As this is true for individual leaders, it is also true for organizational systems. Strategic Workforce Planning focuses on these same questions but at a macro level. Who are we at our best? What does the marketplace need now and how do we engage and deliver? What resources do we need to be extraordinary?
Nine years ago (on Valentine’s Day), I started my own journey as a business owner when I founded Xponents. I had long been interested in the study of Leadership and had served in many senior roles in corporations and as a volunteer in non-profits. I left my last corporate job more from an awareness of what I wasn’t meant to do, than what I was. It was that push, a compelling need to be true to myself that helped me begin my journey toward answering the questions above.
Looking back, I see that I’ve come a long way. It took courage back then to take that leap toward something undefined, and that I couldn’t yet see in the distance. I moved in the direction that my heart told me to go. There was a time I would have said I made some wrong turns, but now I know those choices were part of what I needed to experience. I didn’t have much of a safety net as I looked for ways to match what I had to offer, with what was needed out in the marketplace.

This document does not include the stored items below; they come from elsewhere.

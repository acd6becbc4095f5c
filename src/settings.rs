//! The user's page collection: an ordered mapping from page URL to the days
//! it should be opened on.
//!
//! Two invariants hold across every operation: a page appears in the open
//! order at most once, and day masks never carry bits outside the seven
//! legal positions (enforced at every ingest point by [`Days`]). The empty
//! string is a legal placeholder page for a not-yet-filled editor row; it is
//! never persisted, and neither is a page whose mask has gone empty. Both
//! are filtered out by [`Settings::snapshot`].

use std::collections::HashMap;

use thiserror::Error;

use crate::days::Days;
use crate::storage::SettingsSnapshot;

#[derive(Error, Debug, Clone, PartialEq, Eq)]
pub enum SettingsError {
    /// A caller asked to reorder a page it never inserted. This is a logic
    /// defect upstream, not a user-input problem, so it aborts the
    /// operation instead of being silently ignored.
    #[error("cannot swap page that does not exist: {page}")]
    PageNotFound { page: String },
}

/// The ordered page -> days collection behind every surface of the
/// extension.
#[derive(Debug, Clone, Default, PartialEq)]
pub struct Settings {
    pages: HashMap<String, Days>,
    order: Vec<String>,
}

impl Settings {
    pub fn new() -> Self {
        Settings::default()
    }

    /// Build from already-separated parts, e.g. the fields of a stored
    /// snapshot. Masks arriving through [`Days`] deserialization are already
    /// truncated to the legal range.
    pub fn from_parts(pages: HashMap<String, Days>, order: Vec<String>) -> Self {
        Settings { pages, order }
    }

    pub fn from_snapshot(snapshot: SettingsSnapshot) -> Self {
        Settings::from_parts(snapshot.pages, snapshot.order)
    }

    /// The days a page is set to be opened on, or the empty mask if the page
    /// is unknown.
    pub fn get_days(&self, page: &str) -> Days {
        self.pages.get(page).copied().unwrap_or_default()
    }

    /// The page's position in the open order.
    pub fn index_of(&self, page: &str) -> Option<usize> {
        self.order.iter().position(|p| p == page)
    }

    /// The pages to be opened on a given set of days, in open order. The
    /// empty mask matches every page, so `pages_for_day(Days::empty())`
    /// enumerates everything.
    pub fn pages_for_day(&self, day: Days) -> Vec<&str> {
        self.order
            .iter()
            .filter(|page| self.page_on_day(page, day))
            .map(String::as_str)
            .collect()
    }

    /// Whether a page is opened on each of a given set of days.
    pub fn page_on_day(&self, page: &str, day: Days) -> bool {
        self.get_days(page).contains(day)
    }

    /// Add days to a page's mask, creating the page entry if needed. The
    /// open order is untouched.
    pub fn add_day(&mut self, page: &str, day: Days) {
        let entry = self.pages.entry(page.to_string()).or_default();
        *entry |= day;
    }

    /// Remove days from a page's mask. The page stays present even if its
    /// mask goes empty; the snapshot filter drops it at save time.
    pub fn remove_day(&mut self, page: &str, day: Days) {
        if let Some(mask) = self.pages.get_mut(page) {
            *mask &= !day;
        }
    }

    /// Set or clear a single day flag for a page, appending the page to the
    /// open order on first use. This is the composite every toggle surface
    /// (menu checkbox, grid checkbox) performs.
    pub fn set_day_enabled(&mut self, page: &str, day: Days, enabled: bool) {
        if enabled {
            self.add_day(page, day);
            if self.index_of(page).is_none() {
                self.insert(page, None);
            }
        } else {
            self.remove_day(page, day);
        }
    }

    /// Completely delete all references to a page. Idempotent.
    pub fn delete_page(&mut self, page: &str) {
        if let Some(idx) = self.index_of(page) {
            self.order.remove(idx);
        }
        self.pages.remove(page);
    }

    /// Insert a page at the given position in the open order, or move it
    /// there if it is already listed; `None` appends. Any prior occurrence
    /// is removed first, so the page ends up at exactly one position. If the
    /// page already sits at the requested position this is a no-op.
    pub fn insert(&mut self, page: &str, index: Option<usize>) {
        let idx = index.unwrap_or(self.order.len());
        let prev = self.index_of(page);
        if prev == Some(idx) {
            return; // Nothing to change
        }
        if let Some(p) = prev {
            self.order.remove(p);
        }
        let idx = idx.min(self.order.len());
        self.order.insert(idx, page.to_string());
    }

    /// Swap the open-order positions of two pages. Both must already be
    /// listed; on failure the order is left unmodified.
    pub fn swap(&mut self, a: &str, b: &str) -> Result<(), SettingsError> {
        let ia = self.index_of(a).ok_or_else(|| SettingsError::PageNotFound {
            page: a.to_string(),
        })?;
        let ib = self.index_of(b).ok_or_else(|| SettingsError::PageNotFound {
            page: b.to_string(),
        })?;
        self.order.swap(ia, ib);
        Ok(())
    }

    /// Whether a page has both a mask entry and a position in the open
    /// order. A zero mask still counts; only full absence does not.
    pub fn has(&self, page: &str) -> bool {
        self.pages.contains_key(page) && self.index_of(page).is_some()
    }

    /// Rename a page in place, carrying its mask and order slot over.
    ///
    /// Callers must check [`Settings::has`] for `curr` first: replacing onto
    /// an existing page would overwrite its mask and leave a duplicate in
    /// the open order.
    pub fn replace(&mut self, prev: &str, curr: &str) {
        if prev == curr {
            return; // Nothing to change.
        }
        debug_assert!(!self.has(curr), "replace target already present: {curr}");
        let days = self.pages.remove(prev).unwrap_or_default();
        self.pages.insert(curr.to_string(), days);
        if let Some(idx) = self.index_of(prev) {
            self.order[idx] = curr.to_string();
        }
    }

    /// The persistable view of this collection: open order preserved, with
    /// the empty placeholder page and any page set to open on no days left
    /// out.
    pub fn snapshot(&self) -> SettingsSnapshot {
        let mut snapshot = SettingsSnapshot::default();
        for page in &self.order {
            let days = self.get_days(page);
            if !page.is_empty() && !days.is_empty() {
                snapshot.order.push(page.clone());
                snapshot.pages.insert(page.clone(), days);
            }
        }
        snapshot
    }
}
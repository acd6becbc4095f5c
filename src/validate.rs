//! Page-URL validation.
//!
//! A page can only be saved if the host would accept it as a tab URL later,
//! so candidates are rejected up front: no scheme, a scheme tabs cannot
//! open, or a string that does not parse as a URL.

use std::sync::LazyLock;

use regex::Regex;
use thiserror::Error;
use url::Url;

static SCHEME: LazyLock<Regex> = LazyLock::new(|| Regex::new(r"^[\w-]+?:").unwrap());

// Schemes that cannot be opened as ordinary tabs, or that would be a
// security problem to open programmatically.
const DISALLOWED_SCHEMES: [&str; 5] = ["about:", "chrome:", "data:", "file:", "javascript:"];

/// Why a candidate page was rejected.
#[derive(Error, Debug, Clone, PartialEq, Eq)]
pub enum ValidationError {
    #[error("\"{0}\" is missing a scheme such as \"https://\"")]
    NoScheme(String),
    #[error("pages with the \"{0}\" scheme cannot be opened in a tab")]
    DisallowedScheme(String),
    #[error("\"{0}\" is not a well-formed URL")]
    MalformedUrl(String),
}

/// Check that a candidate page could be opened as a tab.
pub fn validate(page: &str) -> Result<(), ValidationError> {
    let Some(scheme) = SCHEME.find(page) else {
        return Err(ValidationError::NoScheme(page.to_string()));
    };
    let scheme = scheme.as_str();
    if DISALLOWED_SCHEMES.contains(&scheme) {
        return Err(ValidationError::DisallowedScheme(scheme.to_string()));
    }
    if Url::parse(page).is_err() {
        return Err(ValidationError::MalformedUrl(page.to_string()));
    }
    Ok(())
}

/// A failure reported back by the host while opening a tab.
///
/// Validation cannot anticipate every rejection (the host applies its own
/// restrictions), so the two known rejection message shapes are recognized
/// and the offending value pulled out; anything else passes through as-is.
#[derive(Error, Debug, Clone, PartialEq, Eq)]
pub enum HostError {
    #[error("the host rejected \"{0}\" as an invalid URL")]
    InvalidUrl(String),
    #[error("the host refused to open \"{0}\"")]
    IllegalUrl(String),
    #[error("{0}")]
    Other(String),
}

static NOT_VALID_URL: LazyLock<Regex> =
    LazyLock::new(|| Regex::new(r"^(.+?) is not a valid URL\.$").unwrap());
static ILLEGAL_URL: LazyLock<Regex> = LazyLock::new(|| Regex::new(r"^Illegal URL: (.+?)$").unwrap());

/// Classify a raw host error message.
pub fn translate_error(raw: &str) -> HostError {
    if let Some(caps) = NOT_VALID_URL.captures(raw) {
        return HostError::InvalidUrl(caps[1].to_string());
    }
    if let Some(caps) = ILLEGAL_URL.captures(raw) {
        return HostError::IllegalUrl(caps[1].to_string());
    }
    HostError::Other(raw.to_string())
}
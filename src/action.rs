//! The open-pages action and the menu-toggle entry point.
//!
//! Opening runs as a batch of independent host requests: close, reload,
//! then create, in that order. Every request is attempted even when earlier
//! ones fail; failures are translated and consolidated into one report the
//! user sees on the toolbar badge.

use web_sys::console;

use crate::browser;
use crate::days::Days;
use crate::operations::{plan_open, shuffle_pages};
use crate::settings::Settings;
use crate::storage::StoredSettings;
use crate::validate;

/// Where the consolidated failure report lives.
const REPORT_POPUP: &str = "popup/popup.html";

/// Open the user's saved pages for a weekday (0 = Sunday), or for today.
pub async fn open_pages(day_index: Option<u8>) -> Result<(), String> {
    let day = match day_index {
        Some(i) => Days::for_weekday(i).ok_or_else(|| format!("no such weekday index: {i}"))?,
        None => today(),
    };
    let StoredSettings {
        pages,
        order,
        options,
        ..
    } = browser::load_stored().await?;
    let settings = Settings::from_parts(pages, order);

    let mut selected: Vec<String> = settings
        .pages_for_day(day)
        .into_iter()
        .map(str::to_string)
        .collect();
    if options.randomize {
        shuffle_pages(&mut selected);
    }

    let tabs = browser::current_tabs().await?;
    let plan = plan_open(selected, &tabs, &options);
    if plan == Default::default() {
        console::log_1(&"No pages to open today".into());
        return Ok(());
    }

    let mut failures: Vec<String> = Vec::new();
    if !plan.close_ids.is_empty() {
        if let Err(raw) = browser::remove_tabs(&plan.close_ids).await {
            failures.push(validate::translate_error(&raw).to_string());
        }
    }
    for id in &plan.reload_ids {
        if let Err(raw) = browser::reload_tab(*id).await {
            failures.push(validate::translate_error(&raw).to_string());
        }
    }
    for page in &plan.open {
        if let Err(raw) = browser::create_tab(page, options.open_as_pinned).await {
            failures.push(validate::translate_error(&raw).to_string());
        }
    }

    if !failures.is_empty() {
        report_failures(&failures).await;
    }
    Ok(())
}

/// Set or clear one day flag for a page and persist the result. The page is
/// validated first so a bad URL never reaches storage.
pub async fn set_page_day(page: &str, day: u8, enabled: bool) -> Result<(), String> {
    validate::validate(page).map_err(|e| e.to_string())?;
    let day = Days::from_bits_truncate(day);
    let mut settings = browser::load_settings().await?;
    settings.set_day_enabled(page, day, enabled);
    browser::save_settings(&settings, true).await;
    Ok(())
}

fn today() -> Days {
    // getDay is always 0..=6
    Days::for_weekday(js_sys::Date::new_0().get_day() as u8).unwrap_or_default()
}

/// Store the failure list for the report popup, arm the popup, and put the
/// failure count on the badge. Each step is attempted regardless of the
/// others.
async fn report_failures(failures: &[String]) {
    log::warn!("{} host request(s) failed", failures.len());
    if let Err(e) = browser::set_local_errors(failures).await {
        log::error!("could not store the failure report: {e}");
    }
    if let Err(e) = browser::set_badge_text(&failures.len().to_string()).await {
        log::error!("could not set the badge text: {e}");
    }
    if let Err(e) = browser::set_popup(REPORT_POPUP).await {
        log::error!("could not arm the report popup: {e}");
    }
}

But we did okay. Growth year over year, and then the bottom fell out in 2008. They were the best of times and the worst of times…where have I heard that before. We rolled up our sleeves and reinvented how we did business. A couple of times.
So, here I stand on the cusp of what’s next. Where do I go from here? Here is what I believe I have learned: those three questions hold the key to organizational success. They are perpetual. I’m changing, the marketplace is changing, and I have come to realize as a business leader I can never stop asking those three questions. There will never be absolute answers, but as long as I hold the questions close, I can’t get too far off course.